Dismissing threats of legal action by the hunting industry, Marthinus Van Schalkwyk said the new law would ban "canned" hunting of big predators and rhinos in small enclosures that offer them no means of escape.

In addition, lions bred in captivity would have to be released into the open for at least two years before they could be hunted. Van Schalkwyk said a previously proposed six-month delay would not give lions enough time to develop self-defense instincts.

"Hunting should be about fair chase- testing the wits of a hunter against that of the animal," he told a press conference. "Over the years that got eroded and now we are trying to re-establish that principle."

South Africa is famous as home to the Big Five animals— lion, leopard, rhinoceros, elephant and buffalo. Its flagship Kruger National Park attracts hundreds of thousands of camera toting visitors every year. Some 9,000 privately owned game farms and other government-run reserves also offer visitors a taste of the wild.

But it has become also become a choice destination for wealthy gun-toting tourists willing to pay more than $20,000 to take home a "trophy" lion or rhino's head.

The new law, which enters into force June 1, bans the hunting of animals that have been tranquilized. It outlaws bows and arrows for big predators and thick skinned animals like rhinos - one of the practices singled out by Van Schalkwyk as particularly appalling. And it bans the use of vehicles to chase the animal until it is too tired and terrified to flee for its life.

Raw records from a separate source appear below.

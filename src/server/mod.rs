//! HTTP JSON surface over the feature orchestrators.
//!
//! `GET /api/features` lists the catalogue and `POST /api/execute/:id` runs
//! one feature. Every response carries permissive CORS headers so browser
//! front ends on other origins can call the API.

use std::future::Future;
use std::sync::Arc;

use axum::body::Bytes;
use axum::extract::{Path, State};
use axum::response::{IntoResponse, Response};
use axum::routing::{get, post};
use axum::{Json, Router};
use http::header::{
    ACCESS_CONTROL_ALLOW_HEADERS, ACCESS_CONTROL_ALLOW_METHODS, ACCESS_CONTROL_ALLOW_ORIGIN,
};
use http::{HeaderValue, StatusCode};
use serde::{Deserialize, Serialize};

use crate::ai::CompletionService;
use crate::error::InsightError;
use crate::features::{
    Feature, FeatureContext, FeatureDescriptor, FeatureReport, FeatureTarget, catalogue,
    run_feature,
};
use crate::github::{RepositoryGateway, RepositorySlug};
use crate::notifications::NotificationLog;

/// Services shared by every request.
pub struct AppState {
    /// GitHub access.
    pub gateway: Arc<dyn RepositoryGateway>,
    /// Model access.
    pub completion: Arc<dyn CompletionService>,
    /// Notification store for the activity feature.
    pub notifications: NotificationLog,
    /// Whether a model API key is configured.
    pub model_available: bool,
}

#[derive(Debug, Serialize)]
struct FeatureList {
    features: Vec<FeatureDescriptor>,
}

#[derive(Debug, Default, Deserialize)]
#[serde(default)]
struct ExecuteRequest {
    repo: String,
    branch: Option<String>,
}

#[derive(Debug, Serialize)]
struct ExecuteResponse {
    result: FeatureReport,
}

#[derive(Debug, Serialize)]
struct ErrorResponse {
    error: String,
}

fn error_response(status: StatusCode, error: &InsightError) -> Response {
    (
        status,
        Json(ErrorResponse {
            error: error.to_string(),
        }),
    )
        .into_response()
}

/// Builds the API router.
#[must_use]
pub fn router(state: Arc<AppState>) -> Router {
    Router::new()
        .route(
            "/api/features",
            get(|| async { features() }).options(|| async { StatusCode::NO_CONTENT }),
        )
        .route(
            "/api/execute/:id",
            post(execute).options(|| async { StatusCode::NO_CONTENT }),
        )
        .layer(axum::middleware::map_response(|response: Response| async move {
            with_cors(response)
        }))
        .with_state(state)
}

fn with_cors(mut response: Response) -> Response {
    let headers = response.headers_mut();
    headers.insert(ACCESS_CONTROL_ALLOW_ORIGIN, HeaderValue::from_static("*"));
    headers.insert(
        ACCESS_CONTROL_ALLOW_METHODS,
        HeaderValue::from_static("GET, POST, OPTIONS"),
    );
    headers.insert(
        ACCESS_CONTROL_ALLOW_HEADERS,
        HeaderValue::from_static("content-type, authorization"),
    );
    response
}

fn features() -> Json<FeatureList> {
    Json(FeatureList {
        features: catalogue(),
    })
}

/// Validates the request before any upstream call is made.
fn parse_execution(id: &str, body: &[u8]) -> Result<(Feature, FeatureTarget), InsightError> {
    let request: ExecuteRequest =
        serde_json::from_slice(body).map_err(|error| InsightError::InvalidRequest {
            message: error.to_string(),
        })?;
    let repository = RepositorySlug::parse(request.repo.trim())?;
    let feature = id
        .parse::<u8>()
        .ok()
        .and_then(Feature::from_id)
        .ok_or_else(|| InsightError::InvalidFeature {
            input: id.to_owned(),
        })?;
    Ok((
        feature,
        FeatureTarget::new(repository).with_branch(request.branch),
    ))
}

async fn execute(
    State(state): State<Arc<AppState>>,
    Path(id): Path<String>,
    body: Bytes,
) -> Response {
    let (feature, target) = match parse_execution(&id, &body) {
        Ok(parsed) => parsed,
        Err(error) => {
            tracing::debug!("rejected execute request for feature '{id}': {error}");
            return error_response(StatusCode::BAD_REQUEST, &error);
        }
    };

    if feature.uses_model() && !state.model_available {
        let error = InsightError::Configuration {
            message: "no AI API key configured; set REPOPULSE_AI_API_KEY or GROQ_API_KEY"
                .to_owned(),
        };
        return error_response(StatusCode::INTERNAL_SERVER_ERROR, &error);
    }

    let context = FeatureContext {
        gateway: state.gateway.as_ref(),
        completion: state.completion.as_ref(),
        notifications: &state.notifications,
    };
    match run_feature(feature, context, &target).await {
        Ok(result) => Json(ExecuteResponse { result }).into_response(),
        Err(error) => {
            tracing::error!("{} failed for {}: {error}", feature.name(), target.repository);
            error_response(StatusCode::INTERNAL_SERVER_ERROR, &error)
        }
    }
}

/// Serves the API on `bind` until `shutdown` resolves.
///
/// # Errors
///
/// Returns [`InsightError::Server`] when the address cannot be bound or the
/// server fails.
pub async fn serve<F>(bind: &str, state: Arc<AppState>, shutdown: F) -> Result<(), InsightError>
where
    F: Future<Output = ()> + Send + 'static,
{
    let to_error = |error: std::io::Error| InsightError::Server {
        message: format!("{bind}: {error}"),
    };
    let listener = tokio::net::TcpListener::bind(bind).await.map_err(to_error)?;
    let local = listener.local_addr().map_err(to_error)?;
    tracing::info!("serving API on http://{local}/api");

    axum::serve(listener, router(state))
        .with_graceful_shutdown(shutdown)
        .await
        .map_err(to_error)
}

"To see people who are half drunk on the back of a bakkie (truck) hunting lions which are in fact tame animals is quite abhorrent," Van Schalkwyk— himself an avid hunter— said.

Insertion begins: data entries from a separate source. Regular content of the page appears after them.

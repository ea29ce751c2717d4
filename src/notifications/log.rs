//! Append-only notification log stored as a pretty-printed JSON array.
//!
//! Every append re-reads the file and replaces it through a temporary
//! sibling, so a crash mid-write leaves the previous contents intact.

use camino::{Utf8Path, Utf8PathBuf};
use cap_std::ambient_authority;
use cap_std::fs_utf8::Dir;
use serde_json::Value;

use super::error::NotificationLogError;
use super::record::NotificationRecord;

/// Default log location, relative to the working directory.
pub const DEFAULT_LOG_PATH: &str = "notifications.json";

/// Handle to the notification log file.
#[derive(Debug, Clone, PartialEq, Eq)]
pub struct NotificationLog {
    path: Utf8PathBuf,
}

impl NotificationLog {
    /// Creates a handle for `path`. Nothing is touched until the first read
    /// or append.
    #[must_use]
    pub fn new(path: impl Into<Utf8PathBuf>) -> Self {
        Self { path: path.into() }
    }

    /// Log file location.
    #[must_use]
    pub fn path(&self) -> &Utf8Path {
        &self.path
    }

    /// Reads every notification record in the log.
    ///
    /// A missing, unreadable, or malformed file reads as empty. Entries that
    /// are not notification records are skipped.
    #[must_use]
    pub fn load(&self) -> Vec<NotificationRecord> {
        self.load_entries()
            .into_iter()
            .filter_map(|entry| serde_json::from_value(entry).ok())
            .collect()
    }

    /// Latest recorded timestamp for `repository`, if any.
    #[must_use]
    pub fn latest_time_for(&self, repository: &str) -> Option<String> {
        self.load()
            .into_iter()
            .filter(|record| record.repository == repository)
            .map(|record| record.time)
            .max()
    }

    /// Appends `record`, returning the number of entries now in the log.
    ///
    /// The parent directory is created when missing. Entries already in the
    /// file are preserved as-is, including ones this crate did not write.
    ///
    /// # Errors
    ///
    /// Returns [`NotificationLogError`] when the directory cannot be
    /// prepared or the file cannot be replaced.
    pub fn append(&self, record: &NotificationRecord) -> Result<usize, NotificationLogError> {
        let file_name = self.file_name()?;
        let mut entries = self.load_entries();
        let serialised =
            serde_json::to_value(record).map_err(|error| NotificationLogError::Serialise {
                message: error.to_string(),
            })?;
        entries.push(serialised);

        let json = serde_json::to_string_pretty(&entries).map_err(|error| {
            NotificationLogError::Serialise {
                message: error.to_string(),
            }
        })?;

        let dir = open_or_create_parent(&self.path)?;
        let temporary = format!(".{file_name}.tmp");
        let write_error = |error: std::io::Error| NotificationLogError::Write {
            path: self.path.to_string(),
            message: error.to_string(),
        };
        dir.write(&temporary, json).map_err(write_error)?;
        dir.rename(&temporary, &dir, file_name).map_err(write_error)?;

        Ok(entries.len())
    }

    fn file_name(&self) -> Result<&str, NotificationLogError> {
        self.path
            .file_name()
            .ok_or_else(|| NotificationLogError::InvalidPath {
                path: self.path.to_string(),
            })
    }

    fn load_entries(&self) -> Vec<Value> {
        let Ok(file_name) = self.file_name() else {
            return Vec::new();
        };
        let parent = parent_of(&self.path);
        let content = match Dir::open_ambient_dir(parent, ambient_authority())
            .and_then(|dir| dir.read_to_string(file_name))
        {
            Ok(content) => content,
            Err(error) => {
                tracing::debug!("notification log '{}' not readable: {error}", self.path);
                return Vec::new();
            }
        };

        match serde_json::from_str::<Value>(&content) {
            Ok(Value::Array(entries)) => entries,
            Ok(_) => {
                tracing::warn!(
                    "notification log '{}' is not a JSON array; starting fresh",
                    self.path
                );
                Vec::new()
            }
            Err(error) => {
                tracing::warn!(
                    "notification log '{}' is malformed ({error}); starting fresh",
                    self.path
                );
                Vec::new()
            }
        }
    }
}

fn parent_of(path: &Utf8Path) -> &Utf8Path {
    match path.parent() {
        Some(parent) if !parent.as_str().is_empty() => parent,
        _ => Utf8Path::new("."),
    }
}

/// Opens the directory holding `path`, creating it when missing.
fn open_or_create_parent(path: &Utf8Path) -> Result<Dir, NotificationLogError> {
    let parent = parent_of(path);
    let directory_error = |error: std::io::Error| NotificationLogError::Directory {
        path: parent.to_string(),
        message: error.to_string(),
    };

    let (base, relative) = if parent.is_absolute() {
        let root = Dir::open_ambient_dir("/", ambient_authority()).map_err(directory_error)?;
        let relative = parent
            .strip_prefix("/")
            .map_err(|_| NotificationLogError::Directory {
                path: parent.to_string(),
                message: "failed to normalise absolute path".to_owned(),
            })?;
        (root, relative)
    } else {
        let current = Dir::open_ambient_dir(".", ambient_authority()).map_err(directory_error)?;
        (current, parent)
    };

    if relative.as_str().is_empty() || relative == Utf8Path::new(".") {
        return Ok(base);
    }

    base.create_dir_all(relative).map_err(directory_error)?;
    base.open_dir(relative).map_err(directory_error)
}
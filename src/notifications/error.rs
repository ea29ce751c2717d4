//! Errors raised while persisting notifications.

use thiserror::Error;

/// Failure to append to the notification log.
///
/// The poller logs these and keeps running; they never end a session.
#[derive(Debug, Clone, Error, PartialEq, Eq)]
pub enum NotificationLogError {
    /// The log path has no file name component.
    #[error("notification log path '{path}' has no file name")]
    InvalidPath {
        /// Configured path.
        path: String,
    },

    /// The parent directory could not be opened or created.
    #[error("failed to prepare notification directory '{path}': {message}")]
    Directory {
        /// Directory path.
        path: String,
        /// Error detail.
        message: String,
    },

    /// The record list could not be serialised.
    #[error("failed to serialise notifications: {message}")]
    Serialise {
        /// Error detail.
        message: String,
    },

    /// Writing or replacing the log file failed.
    #[error("failed to write notification log '{path}': {message}")]
    Write {
        /// Log path.
        path: String,
        /// Error detail.
        message: String,
    },
}
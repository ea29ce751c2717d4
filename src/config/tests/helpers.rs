//! Shared test helpers for configuration tests.

use ortho_config::MergeComposer;
use serde_json::Value;

use crate::InsightConfig;

/// Applies a configuration layer to the composer based on the layer type.
pub fn apply_layer(composer: &mut MergeComposer, layer_type: &str, value: Value) {
    match layer_type {
        "defaults" => composer.push_defaults(value),
        "file" => composer.push_file(value, None),
        "environment" => composer.push_environment(value),
        "cli" => composer.push_cli(value),
        _ => panic!("unknown layer type: {layer_type}"),
    }
}

/// Composes an [`InsightConfig`] from a sequence of `(layer_type, value)` pairs.
pub fn build_config_from_layers(layers: &[(&str, Value)]) -> InsightConfig {
    let mut composer = MergeComposer::new();

    for (layer_type, value) in layers {
        apply_layer(&mut composer, layer_type, value.clone());
    }

    InsightConfig::merge_from_layers(composer.layers()).expect("merge should succeed")
}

But conservationists said the law would be difficult to enforce and did not go far enough because it stopped short of an outright ban on intensive breeding of lions, leopards and other predators.

"The big thing for South Africa would be to stand up and say 'we are conservation leaders and this industry is immoral and unethical and we are not going to allow it,'" said Louise Joubert of the San Wildlife Trust, which campaigned for tougher regulations.

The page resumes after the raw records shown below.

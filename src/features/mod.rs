//! Feature orchestrators.
//!
//! Each feature drives the repository gateway and the completion service in
//! sequence and returns a serialisable report. Remote failures are absorbed
//! into the report; only local failures such as template rendering surface as
//! [`InsightError`].

pub mod activity;
pub mod code_review;
pub mod commit_intent;
pub mod docs;
pub mod history;
pub mod language;
pub mod onboarding;
pub mod patch;
pub mod productivity;
pub mod render;
pub mod security;

use serde::Serialize;

use crate::ai::CompletionService;
use crate::error::InsightError;
use crate::github::{RepositoryGateway, RepositorySlug};
use crate::notifications::NotificationLog;

pub use activity::ActivityReport;
pub use code_review::{CodeReviewReport, FileReview, FileReviewOutcome, PullRequestReview};
pub use commit_intent::CommitIntentReport;
pub use docs::{DocumentationReport, DocumentedComponent, DocumentedFile, DocumentationStatus};
pub use history::{AuthorCount, HistoryReport};
pub use language::infer_language;
pub use onboarding::{FileNode, OnboardingReport, RepositoryOverview};
pub use productivity::ProductivityReport;
pub use render::write_report;
pub use security::{FileScan, SecurityReport};

/// The catalogued features, numbered as presented to users.
#[derive(Debug, Clone, Copy, PartialEq, Eq, Hash)]
pub enum Feature {
    /// Reviews the changed lines of the most recent pull request.
    CodeReview,
    /// Merge turnaround and line-count metrics.
    Productivity,
    /// Assesses the newest commit message against its diff.
    CommitIntent,
    /// Generates documentation for repository files.
    Documentation,
    /// Scans lines added by the most recent pull request.
    SecurityScan,
    /// Commit timeline and narrative summary.
    History,
    /// Repository structure and starter file analyses.
    Onboarding,
    /// Records collaborator activity to the notification log.
    Activity,
}

impl Feature {
    /// Every feature in menu order.
    pub const ALL: [Self; 8] = [
        Self::CodeReview,
        Self::Productivity,
        Self::CommitIntent,
        Self::Documentation,
        Self::SecurityScan,
        Self::History,
        Self::Onboarding,
        Self::Activity,
    ];

    /// Numeric selector, 1 to 8.
    #[must_use]
    pub const fn id(self) -> u8 {
        match self {
            Self::CodeReview => 1,
            Self::Productivity => 2,
            Self::CommitIntent => 3,
            Self::Documentation => 4,
            Self::SecurityScan => 5,
            Self::History => 6,
            Self::Onboarding => 7,
            Self::Activity => 8,
        }
    }

    /// Looks a feature up by its selector.
    #[must_use]
    pub const fn from_id(id: u8) -> Option<Self> {
        match id {
            1 => Some(Self::CodeReview),
            2 => Some(Self::Productivity),
            3 => Some(Self::CommitIntent),
            4 => Some(Self::Documentation),
            5 => Some(Self::SecurityScan),
            6 => Some(Self::History),
            7 => Some(Self::Onboarding),
            8 => Some(Self::Activity),
            _ => None,
        }
    }

    /// Display name.
    #[must_use]
    pub const fn name(self) -> &'static str {
        match self {
            Self::CodeReview => "Smart Code Reviewer",
            Self::Productivity => "Developer Productivity Insights",
            Self::CommitIntent => "Commit Intent Analyzer",
            Self::Documentation => "AI-Powered Documentation Generator",
            Self::SecurityScan => "Security Scan with AI",
            Self::History => "Visual Git History + Repository Summary",
            Self::Onboarding => "Onboarding Assistant",
            Self::Activity => "Activity Notifier",
        }
    }

    /// One-line description.
    #[must_use]
    pub const fn description(self) -> &'static str {
        match self {
            Self::CodeReview => "Analyzes most recent PR",
            Self::Productivity => "Productivity metrics",
            Self::CommitIntent => "Analyzes most recent commit",
            Self::Documentation => "Generates docs for recent files",
            Self::SecurityScan => "Scans most recent PR",
            Self::History => "Entire history",
            Self::Onboarding => "Understand repo structure",
            Self::Activity => "Tracks collaborator actions to JSON",
        }
    }

    /// Whether the feature sends prompts to the model.
    #[must_use]
    pub const fn uses_model(self) -> bool {
        !matches!(self, Self::Productivity | Self::Activity)
    }
}

/// Catalogue entry as exposed over HTTP.
#[derive(Debug, Clone, PartialEq, Eq, Serialize)]
pub struct FeatureDescriptor {
    /// Numeric selector.
    pub id: u8,
    /// Display name.
    pub name: &'static str,
    /// One-line description.
    pub description: &'static str,
}

impl From<Feature> for FeatureDescriptor {
    fn from(feature: Feature) -> Self {
        Self {
            id: feature.id(),
            name: feature.name(),
            description: feature.description(),
        }
    }
}

/// Descriptors for every feature in menu order.
#[must_use]
pub fn catalogue() -> Vec<FeatureDescriptor> {
    Feature::ALL.into_iter().map(FeatureDescriptor::from).collect()
}

/// Services a feature run borrows.
#[derive(Clone, Copy)]
pub struct FeatureContext<'a> {
    /// GitHub access.
    pub gateway: &'a dyn RepositoryGateway,
    /// Model access.
    pub completion: &'a dyn CompletionService,
    /// Notification store used by the activity feature.
    pub notifications: &'a NotificationLog,
}

/// Repository a feature runs against.
#[derive(Debug, Clone, PartialEq, Eq)]
pub struct FeatureTarget {
    /// Repository slug.
    pub repository: RepositorySlug,
    /// Branch for tree and content reads; the default branch when absent.
    pub branch: Option<String>,
}

impl FeatureTarget {
    /// Targets the default branch of `repository`.
    #[must_use]
    pub const fn new(repository: RepositorySlug) -> Self {
        Self {
            repository,
            branch: None,
        }
    }

    /// Sets the branch used for tree and content reads.
    #[must_use]
    pub fn with_branch(mut self, branch: Option<String>) -> Self {
        self.branch = branch.filter(|name| !name.trim().is_empty());
        self
    }
}

/// Report produced by one feature run.
#[derive(Debug, Clone, PartialEq, Serialize)]
#[serde(untagged)]
pub enum FeatureReport {
    /// Smart code review.
    CodeReview(CodeReviewReport),
    /// Productivity metrics.
    Productivity(ProductivityReport),
    /// Commit intent assessment.
    CommitIntent(CommitIntentReport),
    /// Generated documentation.
    Documentation(DocumentationReport),
    /// Security scan.
    SecurityScan(SecurityReport),
    /// History timeline and summary.
    History(HistoryReport),
    /// Onboarding overview.
    Onboarding(OnboardingReport),
    /// Activity recorded in one poll.
    Activity(ActivityReport),
    /// Nothing to report, e.g. a repository without pull requests.
    Unavailable {
        /// Always `unavailable`.
        status: &'static str,
        /// Explanation shown to the user.
        message: String,
    },
}

impl FeatureReport {
    /// Report explaining why a feature had nothing to work on.
    #[must_use]
    pub fn unavailable(message: impl Into<String>) -> Self {
        Self::Unavailable {
            status: "unavailable",
            message: message.into(),
        }
    }
}

/// Runs `feature` against `target`.
///
/// # Errors
///
/// Returns [`InsightError::Template`] when a prompt fails to render. Remote
/// failures never produce an error; they are reflected in the report.
pub async fn run_feature(
    feature: Feature,
    context: FeatureContext<'_>,
    target: &FeatureTarget,
) -> Result<FeatureReport, InsightError> {
    tracing::info!("running {} for {}", feature.name(), target.repository);
    match feature {
        Feature::CodeReview => code_review::run(context, &target.repository).await,
        Feature::Productivity => Ok(productivity::run(context, &target.repository).await),
        Feature::CommitIntent => commit_intent::run(context, &target.repository).await,
        Feature::Documentation => docs::run(context, target).await,
        Feature::SecurityScan => security::run(context, &target.repository).await,
        Feature::History => history::run(context, &target.repository).await,
        Feature::Onboarding => onboarding::run(context, target).await,
        Feature::Activity => Ok(activity::run(context, &target.repository).await),
    }
}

She said it made little difference whether a lion was freed for six months or two years before being hunted because once it had got used to being reared and fed by people, it was hard to break that trust.

Joubert said there should be an outright ban on intensive breeding projects, which often remove cubs from the mother at birth so the lioness mates more quickly, and often destroy female cubs as male lions fetch a higher trophy price.

The South African Predator Breeders' Association, which was set up last year to lobby against the regulations, has warned that breeders may be forced to euthanise the estimated 3-5,000 lions they have reared if they are unable to offer them to foreign hunters and can no longer afford to feed them.

"We have asked for an outright ban," said Joubert. "If it means that four to five thousand lions have to be euthanised, it would be a tragic day but it is the only way for this country to get a grip, so be it."

Earlier this year, the breeders' association threatened legal action against the government to claim for compensation. Association officials did not return phone calls asking for comment Tuesday.

However, the Professional Hunters' Association of South Africa, whose members accompany foreign clients, said it welcomed the new regulations as a chance to clean up the image of the South African hunting industry by clamping down on lion breeders who account for only about 3 percent of game farms.

"A small sector has given the whole industry a bad name," said Stewart Dorrington, president of the hunting body.

Up to 7,000 foreign tourists visit South Africa each year on hunting safaris, each spending roughly $18,000, Dorrington said. About 55 percent of hunters are from North America and the rest from Europe and other countries.

Van Schalkwyk said the regulations marked the start of a "clean up of the hunting industry" and would in due course be extended to other animals like antelope species.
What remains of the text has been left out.